Author affiliations: National Reference Laboratory for Tuberculosis and Emerging Diseases, Ministry of Health, São Tomé, São Tomé and Príncipe (L. Lázaro, K. Toancha, A. Borges, A. Gonçalves, A. Santos, M. do Nascimento, N. Teixeira, Y. Sacramento Sequeira, A.K. Lima, R.M. Afonso Neto); Bernhard Nocht Institute for Tropical Medicine, Hamburg, Germany (D. Winter, J. May, K. Schuldt); National Emergency Operating Center, Ministry of Health, São Tomé (B. da Costa Pina); National Surveillance Department, Ministry of Health, São Tomé (A. Batista de Sousa); German Center for Infection Research, Hamburg–Lübeck–Borstel–Riems, Germany (J. May); University Medical Center Hamburg–Eppendorf, Hamburg (J. May)

Globally, dengue case numbers have increased dramatically over recent decades; an estimated 96 million clinical dengue cases per year have been reported in >100 countries (1). Dengue is an acute febrile disease that can evolve into a severe life-threatening disease. Dengue is caused by an infection with the dengue virus (DENV), a member of the family Flaviviridae, and has 4 different serotypes (DENV-1–4) and distinct infection dynamics (2).

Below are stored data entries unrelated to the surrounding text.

use std::time::Duration;

use axum::{
    Router,
    http::{
        Method,
        header::{AUTHORIZATION, CONTENT_TYPE},
    },
};
use tower_http::{
    cors::{Any, CorsLayer},
    trace::TraceLayer,
};

use crate::{DeploymentImpl, middleware::security_headers};

pub mod admin;
pub mod barbers;
pub mod barbershops;
pub mod bookings;
pub mod health;
pub mod queues;

pub fn router(deployment: DeploymentImpl) -> Router {
    let api = Router::new()
        .merge(health::router(&deployment))
        .merge(barbershops::router(&deployment))
        .merge(queues::router(&deployment))
        .merge(barbers::router(&deployment))
        .merge(bookings::router(&deployment))
        .merge(admin::router(&deployment));

    let cors = CorsLayer::new()
        .allow_origin(Any)
        .allow_methods([
            Method::GET,
            Method::POST,
            Method::PUT,
            Method::DELETE,
            Method::OPTIONS,
        ])
        .allow_headers([CONTENT_TYPE, AUTHORIZATION])
        .max_age(Duration::from_secs(60 * 60));

    let app = Router::new()
        .nest("/api", api)
        .layer(TraceLayer::new_for_http())
        .layer(cors);

    security_headers::apply(app).with_state(deployment)
}
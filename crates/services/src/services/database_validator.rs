//! Start-up check that the schema the services rely on is present

use sqlx::SqlitePool;
use thiserror::Error;
use tracing::{info, warn};

/// Tables every service reads or writes
pub const REQUIRED_TABLES: &[&str] = &[
    "users",
    "barbershops",
    "barbershop_services",
    "queues",
    "queue_entries",
    "barber_status",
    "bookings",
    "reviews",
    "payments",
];

#[derive(Debug, Error)]
pub enum DatabaseValidationError {
    #[error("database error: {0}")]
    Database(#[from] sqlx::Error),
}

pub struct DatabaseValidator {
    pool: SqlitePool,
}

impl DatabaseValidator {
    pub fn new(pool: SqlitePool) -> Self {
        Self { pool }
    }

    /// Check that migrations ran and the required tables exist
    pub async fn validate(&self) -> Result<ValidationResult, DatabaseValidationError> {
        let migrations_table_exists = self.table_exists("_sqlx_migrations").await?;
        if !migrations_table_exists {
            warn!("Database not initialized - _sqlx_migrations table does not exist");
            return Ok(ValidationResult {
                is_initialized: false,
                migrations_applied: 0,
                latest_migration: None,
                missing_tables: Vec::new(),
            });
        }

        let migrations_applied = sqlx::query_scalar::<_, i64>(
            "SELECT COUNT(*) FROM _sqlx_migrations WHERE success = 1",
        )
        .fetch_one(&self.pool)
        .await?;
        let latest_migration = self.latest_migration().await?;
        let missing_tables = self.validate_tables(REQUIRED_TABLES).await?;

        if !missing_tables.is_empty() {
            warn!(missing = ?missing_tables, "Database is missing required tables");
        }
        info!(
            migrations_applied,
            latest_migration = latest_migration.as_deref().unwrap_or("none"),
            "Database validation complete"
        );

        Ok(ValidationResult {
            is_initialized: true,
            migrations_applied: migrations_applied as usize,
            latest_migration,
            missing_tables,
        })
    }

    /// Names from `required_tables` that do not exist
    pub async fn validate_tables(
        &self,
        required_tables: &[&str],
    ) -> Result<Vec<String>, DatabaseValidationError> {
        let mut missing_tables = Vec::new();
        for table in required_tables {
            if !self.table_exists(table).await? {
                missing_tables.push(table.to_string());
            }
        }
        Ok(missing_tables)
    }

    async fn table_exists(&self, table: &str) -> Result<bool, DatabaseValidationError> {
        let count = sqlx::query_scalar::<_, i64>(
            "SELECT COUNT(*) FROM sqlite_master WHERE type = 'table' AND name = ?",
        )
        .bind(table)
        .fetch_one(&self.pool)
        .await?;
        Ok(count > 0)
    }

    async fn latest_migration(&self) -> Result<Option<String>, DatabaseValidationError> {
        let migration = sqlx::query_scalar::<_, String>(
            "SELECT description FROM _sqlx_migrations WHERE success = 1 ORDER BY version DESC LIMIT 1",
        )
        .fetch_optional(&self.pool)
        .await?;
        Ok(migration)
    }
}

#[derive(Debug, Clone)]
pub struct ValidationResult {
    pub is_initialized: bool,
    pub migrations_applied: usize,
    pub latest_migration: Option<String>,
    pub missing_tables: Vec<String>,
}

impl ValidationResult {
    pub fn is_ok(&self) -> bool {
        self.is_initialized && self.missing_tables.is_empty()
    }

    pub fn summary(&self) -> String {
        if !self.is_initialized {
            "Database not initialized - migrations need to be run".to_string()
        } else if !self.missing_tables.is_empty() {
            format!(
                "Database is missing tables: {}",
                self.missing_tables.join(", ")
            )
        } else {
            format!("Database OK - {} migrations applied", self.migrations_applied)
        }
    }
}

#[cfg(test)]
mod tests {
    use db::DBService;
    use sqlx::sqlite::SqlitePoolOptions;

    use super::*;

    #[tokio::test]
    async fn migrated_database_passes() {
        let db = DBService::new_in_memory().await.unwrap();
        let result = DatabaseValidator::new(db.pool.clone()).validate().await.unwrap();
        assert!(result.is_ok(), "{}", result.summary());
        assert_eq!(result.migrations_applied, 1);
        assert_eq!(result.latest_migration.as_deref(), Some("init"));
    }

    #[tokio::test]
    async fn empty_database_is_reported_uninitialized() {
        let pool = SqlitePoolOptions::new()
            .max_connections(1)
            .connect("sqlite::memory:")
            .await
            .unwrap();
        let validator = DatabaseValidator::new(pool);

        let result = validator.validate().await.unwrap();
        assert!(!result.is_ok());
        assert!(!result.is_initialized);

        let missing = validator.validate_tables(&["queues", "bookings"]).await.unwrap();
        assert_eq!(missing, vec!["queues".to_string(), "bookings".to_string()]);
    }
}
use anyhow::Context;
use db::DBService;
use server::{DeploymentImpl, config::Config, routes, shutdown_signal};
use services::services::{database_validator::DatabaseValidator, entry_timeout::EntryTimeoutService};
use tokio::net::TcpListener;
use tracing::info;
use tracing_subscriber::{EnvFilter, prelude::*};
use utils::sentry::sentry_layer;

#[tokio::main]
async fn main() -> anyhow::Result<()> {
    dotenvy::dotenv().ok();

    let env_filter = EnvFilter::try_from_default_env()
        .unwrap_or_else(|_| EnvFilter::new("info,server=info,services=info,db=info"));
    tracing_subscriber::registry()
        .with(env_filter)
        .with(tracing_subscriber::fmt::layer())
        .with(sentry_layer())
        .init();

    let config = Config::from_env().context("invalid configuration")?;
    utils::sentry::init_once(config.sentry_dsn.as_deref());

    let db = DBService::new(&config.database_url)
        .await
        .with_context(|| format!("failed to open database {}", config.database_url))?;

    let validation = DatabaseValidator::new(db.pool.clone()).validate().await?;
    if !validation.is_ok() {
        anyhow::bail!(validation.summary());
    }
    info!("{}", validation.summary());

    let timeout_service = EntryTimeoutService::spawn(db.clone(), config.entry_timeout_poll).await;

    let deployment = DeploymentImpl::new(db.clone(), &config);
    let app = routes::router(deployment);

    let address = config.bind_address();
    let listener = TcpListener::bind(&address)
        .await
        .with_context(|| format!("failed to bind {}", address))?;
    info!("Server running on http://{}", address);

    axum::serve(listener, app)
        .with_graceful_shutdown(shutdown_signal())
        .await?;

    timeout_service.abort();
    db.pool.close().await;
    info!("Server stopped");
    Ok(())
}
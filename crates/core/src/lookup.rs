// Copyright (C) 2026 Fred Clausen
// Use of this source code is governed by an MIT-style
// license that can be found in the LICENSE file or at
// https://opensource.org/licenses/MIT.

//! Date to period lookups.

use crate::calendar::PeriodCalendar;
use crate::error::CoreError;
use paycal_domain::{DomainError, PayPeriod, PeriodId, calendar_month};
use std::sync::Arc;
use time::{Date, Month};

impl PeriodCalendar {
    /// The period containing `date`: its pay period when pay periods are
    /// enabled, otherwise its calendar month.
    ///
    /// # Errors
    ///
    /// Returns an error for dates outside the supported years.
    pub fn period_for_date(&self, date: Date) -> Result<PeriodId, CoreError> {
        if self.pay_periods_enabled() {
            self.pay_period_for_date(date)
        } else {
            Ok(calendar_month::month_from_date(date)?)
        }
    }

    /// The pay period with the latest start on or before `date`.
    ///
    /// Looks in the date's year first, then falls back to the last period of
    /// the previous year. A day in a year-end gap left by the fixed period
    /// count belongs to the most recently started period.
    ///
    /// # Errors
    ///
    /// Returns `CoreError::MissingConfig` when pay periods are disabled.
    pub fn pay_period_for_date(&self, date: Date) -> Result<PeriodId, CoreError> {
        let year: i32 = date.year();
        let periods: Arc<[PayPeriod]> = self.generate_periods(year)?;
        if let Some(period) = periods.iter().rev().find(|p| p.start_date() <= date) {
            return Ok(period.id()?);
        }

        let previous: Arc<[PayPeriod]> = self.generate_periods(year - 1)?;
        previous
            .last()
            .ok_or(CoreError::Domain(DomainError::InvalidYear { year: year - 1 }))?
            .id()
            .map_err(CoreError::from)
    }

    /// Number of pay periods of the month's year that start inside the
    /// calendar month `id`; 0 when pay periods are disabled.
    ///
    /// # Errors
    ///
    /// Returns `InvalidIdentifier` if `id` is a pay period.
    pub fn pay_period_count_for_month(&self, id: PeriodId) -> Result<usize, CoreError> {
        let PeriodId::Calendar { year, month } = id else {
            return Err(not_a_calendar_month(id).into());
        };
        if !self.pay_periods_enabled() {
            return Ok(0);
        }
        let periods: Arc<[PayPeriod]> = self.generate_periods(i32::from(year))?;
        Ok(periods
            .iter()
            .filter(|p| p.start_date().month() == month)
            .count())
    }

    /// 1-based position of pay period `id` among the pay periods that start in
    /// the same calendar month.
    ///
    /// # Errors
    ///
    /// Returns `InvalidIdentifier` if `id` is a calendar month, or
    /// `CoreError::MissingConfig` when pay periods are disabled.
    pub fn pay_period_number_in_month(&self, id: PeriodId) -> Result<usize, CoreError> {
        let PeriodId::PayPeriod { year, index } = id else {
            return Err(DomainError::InvalidIdentifier {
                input: id.to_string(),
                reason: String::from("expected a pay period identifier"),
            }
            .into());
        };
        let period: PayPeriod = self.pay_period(year, index)?;
        let month: Month = period.start_date().month();
        let periods: Arc<[PayPeriod]> = self.generate_periods(i32::from(year))?;
        Ok(periods
            .iter()
            .filter(|p| p.start_date().month() == month && p.index() <= index)
            .count())
    }
}

fn not_a_calendar_month(id: PeriodId) -> DomainError {
    DomainError::InvalidIdentifier {
        input: id.to_string(),
        reason: String::from("expected a calendar month identifier"),
    }
}
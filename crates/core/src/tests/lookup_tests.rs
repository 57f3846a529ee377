// Copyright (C) 2026 Fred Clausen
// Use of this source code is governed by an MIT-style
// license that can be found in the LICENSE file or at
// https://opensource.org/licenses/MIT.

use super::helpers::{biweekly_calendar, calendar_with, disabled_calendar, id};
use crate::{CoreError, PeriodCalendar};
use paycal_domain::{Cadence, DomainError};
use time::macros::date;

#[test]
fn test_period_for_date_inside_a_period() {
    let calendar: PeriodCalendar = biweekly_calendar();
    assert_eq!(calendar.period_for_date(date!(2024 - 01 - 05)).unwrap(), id("2024-13"));
    assert_eq!(calendar.period_for_date(date!(2024 - 01 - 18)).unwrap(), id("2024-13"));
    assert_eq!(calendar.period_for_date(date!(2024 - 01 - 19)).unwrap(), id("2024-14"));
}

#[test]
fn test_period_for_date_before_first_period_uses_previous_year() {
    let calendar: PeriodCalendar = biweekly_calendar();
    // 2023-38 runs Dec 22 2023 - Jan 4 2024.
    assert_eq!(calendar.period_for_date(date!(2024 - 01 - 03)).unwrap(), id("2023-38"));
}

#[test]
fn test_period_for_date_in_year_end_gap() {
    // Weekly from Monday 2024-01-01: 2024-64 starts Dec 23, and 2025-13 starts
    // Jan 6 2025, leaving Dec 30 - Jan 5 outside both years' 52 periods.
    let calendar: PeriodCalendar = calendar_with(Cadence::Weekly, date!(2024 - 01 - 01));
    assert_eq!(calendar.period_for_date(date!(2024 - 12 - 31)).unwrap(), id("2024-64"));
    assert_eq!(calendar.period_for_date(date!(2025 - 01 - 02)).unwrap(), id("2024-64"));
    assert_eq!(calendar.period_for_date(date!(2025 - 01 - 06)).unwrap(), id("2025-13"));
}

#[test]
fn test_period_for_date_without_pay_periods_is_calendar_month() {
    for calendar in [PeriodCalendar::new(), disabled_calendar()] {
        assert_eq!(calendar.period_for_date(date!(2024 - 07 - 04)).unwrap(), id("2024-07"));
    }
}

#[test]
fn test_pay_period_count_for_month() {
    let calendar: PeriodCalendar = biweekly_calendar();
    assert_eq!(calendar.pay_period_count_for_month(id("2024-01")).unwrap(), 2);
    assert_eq!(calendar.pay_period_count_for_month(id("2024-03")).unwrap(), 3);
    assert_eq!(disabled_calendar().pay_period_count_for_month(id("2024-03")).unwrap(), 0);
    assert!(matches!(
        calendar.pay_period_count_for_month(id("2024-13")),
        Err(CoreError::Domain(DomainError::InvalidIdentifier { .. }))
    ));
}

#[test]
fn test_pay_period_number_in_month() {
    let calendar: PeriodCalendar = biweekly_calendar();
    // March 2024 starts: Mar 1 (2024-17), Mar 15 (2024-18), Mar 29 (2024-19).
    assert_eq!(calendar.pay_period_number_in_month(id("2024-17")).unwrap(), 1);
    assert_eq!(calendar.pay_period_number_in_month(id("2024-19")).unwrap(), 3);
    assert!(matches!(
        calendar.pay_period_number_in_month(id("2024-03")),
        Err(CoreError::Domain(DomainError::InvalidIdentifier { .. }))
    ));
    assert!(matches!(
        disabled_calendar().pay_period_number_in_month(id("2024-17")),
        Err(CoreError::MissingConfig { .. })
    ));
}

#[test]
fn test_semimonthly_months_hold_two_periods() {
    let calendar: PeriodCalendar = calendar_with(Cadence::Semimonthly, date!(2024 - 01 - 01));
    for month in 1..=12 {
        let text: String = format!("2024-{month:02}");
        assert_eq!(calendar.pay_period_count_for_month(id(&text)).unwrap(), 2);
    }
    assert_eq!(calendar.pay_period_number_in_month(id("2024-16")).unwrap(), 2);
}
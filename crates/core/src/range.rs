// Copyright (C) 2026 Fred Clausen
// Use of this source code is governed by an MIT-style
// license that can be found in the LICENSE file or at
// https://opensource.org/licenses/MIT.

//! Ranges and comparisons.
//!
//! This is the only place two periods meet, and it refuses to let a calendar
//! month meet a pay period. The domain check runs before any boundary is
//! computed.

use crate::calendar::PeriodCalendar;
use crate::error::CoreError;
use paycal_domain::{Domain, DomainError, PeriodId, day_from_date, parse_day};
use std::cmp::Ordering;
use std::fmt;
use std::str::FromStr;
use time::Date;

/// One side of a comparison: a period identifier or a bare day.
#[derive(Debug, Clone, Copy, PartialEq, Eq, Hash)]
pub enum Operand {
    /// A `YYYY-SS` identifier.
    Period(PeriodId),
    /// A `YYYY-MM-DD` day.
    Date(Date),
}

impl From<PeriodId> for Operand {
    fn from(value: PeriodId) -> Self {
        Self::Period(value)
    }
}

impl From<Date> for Operand {
    fn from(value: Date) -> Self {
        Self::Date(value)
    }
}

impl fmt::Display for Operand {
    fn fmt(&self, f: &mut fmt::Formatter<'_>) -> fmt::Result {
        match self {
            Self::Period(id) => write!(f, "{id}"),
            Self::Date(date) => f.write_str(&day_from_date(*date)),
        }
    }
}

impl FromStr for Operand {
    type Err = DomainError;

    /// `YYYY-MM-DD` parses as a day, anything else as an identifier.
    fn from_str(s: &str) -> Result<Self, Self::Err> {
        if s.len() == 10 {
            parse_day(s).map(Self::Date)
        } else {
            s.parse().map(Self::Period)
        }
    }
}

/// Two operands after domain matching.
enum Resolved {
    Dates(Date, Date),
    Periods(PeriodId, PeriodId),
}

impl PeriodCalendar {
    /// The domain a bare day is mapped into under the active configuration.
    fn date_domain(&self) -> Domain {
        if self.pay_periods_enabled() {
            Domain::PayPeriod
        } else {
            Domain::CalendarMonth
        }
    }

    fn ensure_same_domain(
        first: &dyn fmt::Display,
        first_domain: Domain,
        second: &dyn fmt::Display,
        second_domain: Domain,
    ) -> Result<(), CoreError> {
        if first_domain == second_domain {
            Ok(())
        } else {
            Err(CoreError::MixedDomain {
                first: first.to_string(),
                first_domain,
                second: second.to_string(),
                second_domain,
            })
        }
    }

    /// Classifies both operands and rejects mixed domains.
    ///
    /// A lone bare day is replaced by its containing period only after the
    /// domains are known to agree.
    fn resolve(&self, a: Operand, b: Operand) -> Result<Resolved, CoreError> {
        match (a, b) {
            (Operand::Date(x), Operand::Date(y)) => Ok(Resolved::Dates(x, y)),
            (Operand::Period(x), Operand::Period(y)) => {
                Self::ensure_same_domain(&x, x.domain(), &y, y.domain())?;
                Ok(Resolved::Periods(x, y))
            }
            (Operand::Date(x), Operand::Period(y)) => {
                Self::ensure_same_domain(&a, self.date_domain(), &y, y.domain())?;
                Ok(Resolved::Periods(self.period_for_date(x)?, y))
            }
            (Operand::Period(x), Operand::Date(y)) => {
                Self::ensure_same_domain(&x, x.domain(), &b, self.date_domain())?;
                Ok(Resolved::Periods(x, self.period_for_date(y)?))
            }
        }
    }

    /// Chronological order of two operands.
    ///
    /// Periods compare by their start dates.
    ///
    /// # Errors
    ///
    /// Returns `CoreError::MixedDomain` if the operands resolve to different
    /// domains, or `CoreError::MissingConfig` for pay periods while pay
    /// periods are disabled.
    pub fn compare(
        &self,
        a: impl Into<Operand>,
        b: impl Into<Operand>,
    ) -> Result<Ordering, CoreError> {
        match self.resolve(a.into(), b.into())? {
            Resolved::Dates(x, y) => Ok(x.cmp(&y)),
            Resolved::Periods(x, y) => Ok(self.start_date(x)?.cmp(&self.start_date(y)?)),
        }
    }

    /// Returns whether `a` starts before `b`.
    ///
    /// # Errors
    ///
    /// Same as [`Self::compare`].
    pub fn is_before(
        &self,
        a: impl Into<Operand>,
        b: impl Into<Operand>,
    ) -> Result<bool, CoreError> {
        Ok(self.compare(a, b)? == Ordering::Less)
    }

    /// Returns whether `a` starts after `b`.
    ///
    /// # Errors
    ///
    /// Same as [`Self::compare`].
    pub fn is_after(
        &self,
        a: impl Into<Operand>,
        b: impl Into<Operand>,
    ) -> Result<bool, CoreError> {
        Ok(self.compare(a, b)? == Ordering::Greater)
    }

    /// Signed distance `a - b` in periods of the shared domain.
    ///
    /// Bare days count as their containing period.
    ///
    /// # Errors
    ///
    /// Same as [`Self::compare`].
    pub fn difference(
        &self,
        a: impl Into<Operand>,
        b: impl Into<Operand>,
    ) -> Result<i64, CoreError> {
        let (x, y): (PeriodId, PeriodId) = match self.resolve(a.into(), b.into())? {
            Resolved::Dates(x, y) => (self.period_for_date(x)?, self.period_for_date(y)?),
            Resolved::Periods(x, y) => (x, y),
        };
        Ok(self.ordinal(x)? - self.ordinal(y)?)
    }

    /// Identifiers from `start` up to but excluding `end`.
    ///
    /// Empty when `start` is not before `end`.
    ///
    /// # Errors
    ///
    /// Returns `CoreError::MixedDomain` for a calendar month paired with a pay
    /// period, or `CoreError::MissingConfig` for pay periods while pay
    /// periods are disabled.
    pub fn range(&self, start: PeriodId, end: PeriodId) -> Result<Vec<PeriodId>, CoreError> {
        self.enumerate(start, end, false)
    }

    /// Identifiers from `start` through `end`.
    ///
    /// Empty when `start` is after `end`.
    ///
    /// # Errors
    ///
    /// Same as [`Self::range`].
    pub fn range_inclusive(
        &self,
        start: PeriodId,
        end: PeriodId,
    ) -> Result<Vec<PeriodId>, CoreError> {
        self.enumerate(start, end, true)
    }

    fn enumerate(
        &self,
        start: PeriodId,
        end: PeriodId,
        inclusive: bool,
    ) -> Result<Vec<PeriodId>, CoreError> {
        Self::ensure_same_domain(&start, start.domain(), &end, end.domain())?;

        let span: i64 = self.ordinal(end)? - self.ordinal(start)? + i64::from(inclusive);
        (0..span.max(0))
            .map(|step| self.offset(start, step))
            .collect()
    }
}
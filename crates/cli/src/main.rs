// Copyright (C) 2026 Fred Clausen
// Use of this source code is governed by an MIT-style
// license that can be found in the LICENSE file or at
// https://opensource.org/licenses/MIT.

#![deny(
    clippy::pedantic,
    clippy::cargo,
    clippy::nursery,
    clippy::style,
    clippy::correctness,
    clippy::all
)]
#![allow(clippy::multiple_crate_versions)]

use clap::{Parser, Subcommand};
use paycal::{Operand, PeriodCalendar};
use paycal_domain::{
    Cadence, ConfigCorrection, DayBounds, PayPeriod, PeriodConfig, PeriodId, PreferenceStrings,
    day_from_date, parse_day, today,
};
use serde::Serialize;
use serde_json::Value;
use std::cmp::Ordering;
use std::path::PathBuf;
use std::sync::Arc;
use time::Date;
use tracing::{info, warn};
use tracing_subscriber::EnvFilter;

/// paycal - inspect calendar months and pay periods
#[derive(Parser, Debug)]
#[command(author, version, about, long_about = None)]
struct Args {
    /// Pay frequency: weekly, biweekly, semimonthly or monthly
    #[arg(short, long, conflicts_with = "prefs")]
    cadence: Option<Cadence>,

    /// Any date the pay cycle passes through (YYYY-MM-DD). Defaults to today.
    #[arg(short, long, value_parser = parse_day, requires = "cadence")]
    anchor: Option<Date>,

    /// Treat pay periods as switched off
    #[arg(long, conflicts_with_all = ["cadence", "prefs"])]
    disabled: bool,

    /// JSON file holding showPayPeriods, payPeriodFrequency and payPeriodStartDate
    #[arg(short, long)]
    prefs: Option<PathBuf>,

    #[command(subcommand)]
    command: Command,
}

#[derive(Subcommand, Debug, Clone)]
enum Command {
    /// Print the effective pay period configuration
    Config,
    /// List every pay period of a year
    Periods {
        /// The year to generate
        year: i32,
    },
    /// First and last day of a period
    Bounds {
        /// A YYYY-SS identifier
        id: PeriodId,
    },
    /// Enumerate identifiers between two periods of the same kind
    Range {
        /// First identifier
        start: PeriodId,
        /// Last identifier (excluded unless --inclusive)
        end: PeriodId,
        /// Include the end identifier
        #[arg(short, long)]
        inclusive: bool,
    },
    /// Order two periods or days
    Compare {
        /// A YYYY-SS identifier or YYYY-MM-DD day
        a: Operand,
        /// A YYYY-SS identifier or YYYY-MM-DD day
        b: Operand,
    },
    /// Move a period by a number of periods of its own kind
    Shift {
        /// A YYYY-SS identifier
        id: PeriodId,
        /// Signed number of periods
        #[arg(allow_hyphen_values = true)]
        by: i64,
    },
    /// Find the period containing a day
    Locate {
        /// A YYYY-MM-DD day
        #[arg(value_parser = parse_day)]
        date: Date,
    },
}

#[derive(Debug, Serialize)]
#[serde(rename_all = "camelCase")]
struct PeriodView {
    id: PeriodId,
    label: String,
    sheet: String,
    #[serde(flatten)]
    bounds: DayBounds,
}

impl PeriodView {
    fn new(calendar: &PeriodCalendar, id: PeriodId) -> Result<Self, paycal::CoreError> {
        Ok(Self {
            id,
            label: id.label(),
            sheet: id.sheet_name(),
            bounds: calendar.bounds(id)?,
        })
    }
}

#[derive(Debug, Serialize)]
#[serde(rename_all = "camelCase")]
struct Comparison {
    a: String,
    b: String,
    ordering: &'static str,
    difference: i64,
}

/// Builds the calendar described by the command-line configuration flags.
fn build_calendar(args: &Args) -> Result<PeriodCalendar, Box<dyn std::error::Error>> {
    let mut calendar: PeriodCalendar = PeriodCalendar::new();

    if let Some(path) = &args.prefs {
        info!("Loading pay period preferences from: {}", path.display());
        let text: String = std::fs::read_to_string(path)?;
        let prefs: PreferenceStrings = serde_json::from_str(&text)?;
        let corrections: Vec<ConfigCorrection> = calendar.load_preferences(&prefs);
        if !corrections.is_empty() {
            warn!(
                count = corrections.len(),
                "Pay period preferences contained malformed values"
            );
        }
    } else if let Some(cadence) = args.cadence {
        let anchor: Date = args.anchor.unwrap_or_else(today);
        calendar.set_config(PeriodConfig::new(cadence, anchor));
    } else if args.disabled {
        calendar.set_config(PeriodConfig::disabled(today()));
    }

    Ok(calendar)
}

/// Runs one command and returns its JSON result.
fn run(command: &Command, calendar: &PeriodCalendar) -> Result<Value, Box<dyn std::error::Error>> {
    let value: Value = match command {
        Command::Config => serde_json::to_value(calendar.config())?,
        Command::Periods { year } => {
            let periods: Arc<[PayPeriod]> = calendar.generate_periods(*year)?;
            serde_json::to_value(&*periods)?
        }
        Command::Bounds { id } => serde_json::to_value(PeriodView::new(calendar, *id)?)?,
        Command::Range {
            start,
            end,
            inclusive,
        } => {
            let ids: Vec<PeriodId> = if *inclusive {
                calendar.range_inclusive(*start, *end)?
            } else {
                calendar.range(*start, *end)?
            };
            let views: Vec<PeriodView> = ids
                .into_iter()
                .map(|id| PeriodView::new(calendar, id))
                .collect::<Result<_, _>>()?;
            serde_json::to_value(views)?
        }
        Command::Compare { a, b } => {
            let ordering: &'static str = match calendar.compare(*a, *b)? {
                Ordering::Less => "before",
                Ordering::Equal => "same",
                Ordering::Greater => "after",
            };
            serde_json::to_value(Comparison {
                a: a.to_string(),
                b: b.to_string(),
                ordering,
                difference: calendar.difference(*a, *b)?,
            })?
        }
        Command::Shift { id, by } => {
            serde_json::to_value(PeriodView::new(calendar, calendar.add_months(*id, *by)?)?)?
        }
        Command::Locate { date } => {
            let id: PeriodId = calendar.period_for_date(*date)?;
            let mut view: Value = serde_json::to_value(PeriodView::new(calendar, id)?)?;
            if let Value::Object(fields) = &mut view {
                fields.insert(String::from("date"), Value::from(day_from_date(*date)));
            }
            view
        }
    };
    Ok(value)
}

fn main() -> Result<(), Box<dyn std::error::Error>> {
    // Parse command-line arguments
    let args: Args = Args::parse();

    // Initialize tracing; stdout is reserved for JSON output
    tracing_subscriber::fmt()
        .with_env_filter(
            EnvFilter::try_from_default_env().unwrap_or_else(|_| EnvFilter::new("warn")),
        )
        .with_writer(std::io::stderr)
        .init();

    let calendar: PeriodCalendar = build_calendar(&args)?;
    let output: Value = run(&args.command, &calendar)?;
    println!("{}", serde_json::to_string_pretty(&output)?);

    Ok(())
}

In 2022, São Tomé and Príncipe, an island state with ≈210,000 inhabitants in the Gulf of Guinea in sub-Saharan Africa, reported the occurrence of dengue cases in the country. During epidemiologic weeks 15–50 in 2022, a total of 1,152 dengue fever cases confirmed by positive rapid diagnostic tests (RDTs) were reported. The first cases were reported April 15, and case numbers peaked at 178 notifications in week 24 (Appendix Figure). Among the 1,152 RDT-confirmed cases, the most frequent observed symptoms were fever (92%), headache (78%), and myalgia (38%). A total of 144 (12.5%) persons were admitted to the hospital (Appendix Table 1), and 8 persons died from infection with the virus. The presumptive index patient was described as a 27-year-old man from São Tomé and Príncipe who had traveled to the island of Guadeloupe before arriving in São Tomé on March 26, 2022, and whose onset of symptoms occurred on April 4, 2022 (3). A previous study analyzed the seroprevalence of DENV antibodies in the São Tomé and Príncipe population. In that study, 31 of 78 tested pregnant women were found to be seropositive for DENV, indicating that the country’s population might have experienced exposure to the virus before 2003–2004, during which the collection of the analyzed serum samples took place (4).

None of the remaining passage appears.